The Property (Digital Assets etc.) Bill [HL] would mean digital assets, such as cryptocurrencies, could be recognised as a type of personal property under UK law.
The bill was introduced in the House of Lords on 11 September 2024 alongside explanatory notes. An impact assessment was produced by the Ministry of Justice in October 2024. The House of Lords Library published a briefing on the bill.
The bill was first read in the House of Lords on 11 September 2024 as HL bill 31 of the parliamentary session and passed third reading on 8 May 2025. It had its first reading in the House of Commons on 12 May as Bill 237 of the 2024-25 parliamentary session, and its second reading is expected to take place on 16 July 2025.
The Property (Digital Assets etc) Bill is a short bill with one main clause, and it would extend to the whole of the UK, including Northern Ireland, after agreement from the Northern Ireland Assembly in March 2025.
The bill aims to modernise UK property law by formally recognising a third category of personal property. The two existing categories of personal property under UK law are:
- ‘things in possession’ (like a physical object)
- ‘things in action’ (like a debt)
The third category might be applied to digital assets – like cryptocurrencies, non-fungible tokens (NFTs) and others – and allow them to become personal property, even though they don't fit the traditional categories above.
What are digital assets?Digital assets, also known as ‘cryptoassets’, are things that exist in digital form and can be owned, transferred or traded using technology.
They include items like cryptocurrencies (such as Bitcoin), tokens and other digital representations of value or rights.
These assets are protected using cryptography, which is a way of keeping information secure. Most digital assets use systems like blockchain or distributed ledger technology to work.
Some digital assets are used to make payments, like electronic money (see Table 1 for a comparison). Others are used to access services or take part in projects. Some digital assets are designed to keep a stable value, while others go up and down in value and so can be used for investment or speculation. There are also digital tokens that give people the right to vote on decisions in digital systems.
Are there existing rules for digital assets?The UK has already introduced some rules for digital assets, and more are being developed.
Since 2023, firms that promote cryptoassets must follow rules set by the Financial Conduct Authority (FCA), including clear risk warnings and a 24-hour cooling-off period for new customers.
Anti-money laundering rules also apply, and firms must register with the FCA.
In 2025, the government published draft legislation to bring more cryptoasset activities – like trading platforms and custody services (see Box 1 for further information) – under full financial regulation.
Additionally, the FCA is consulting on new rules for stablecoins (a form of digital asset that can be used to make payments) and how firms should safely hold digital assets. Other consultations are looking at how much money these firms should have in reserve to keep safe and avoid insolvency issues, and whether to allow certain crypto investment products for the public.
The Bank of England is also testing ideas for a central bank digital currency, known as the ‘digital pound’.
Are digital assets a property?In law, “property” means the rights a person or organisation has over something, not just physical objects. Traditionally, personal property has been divided into two types: things you can physically hold (like a book), and things you can claim in court (such as money someone owes you).
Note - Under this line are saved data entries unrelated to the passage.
//! The playback engine: owns the [`Session`](crate::session::Session) and advances
//! it from frame callbacks.

mod control;
mod navigation;
mod tick;
mod view;


pub use view::Reader;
Digital assets, like cryptocurrencies, don’t fit neatly into either of the existing types of personal property. They can’t be touched, and they often don’t involve legal promises between people. This has caused uncertainty about whether they count as property.
Many legal experts, including the Law Commission, have said that digital assets should be recognised as a new, third type of personal property.
The aim is to help courts, businesses, and individuals understand their rights and responsibilities when dealing with digital assets.
What does the bill do?The Property (Digital Assets etc) Bill is a short bill with one main clause.
The first clause establishes that something can be treated as personal property even if it is not a physical object or a legal claim; this includes digital things.
The bill does not try to define exactly what digital assets are. Instead, it lets judges and lawyers decide how to apply the rule in different situations.
The bill applies across the UK, including Northern Ireland, after agreement from the Northern Ireland Assembly in March 2025.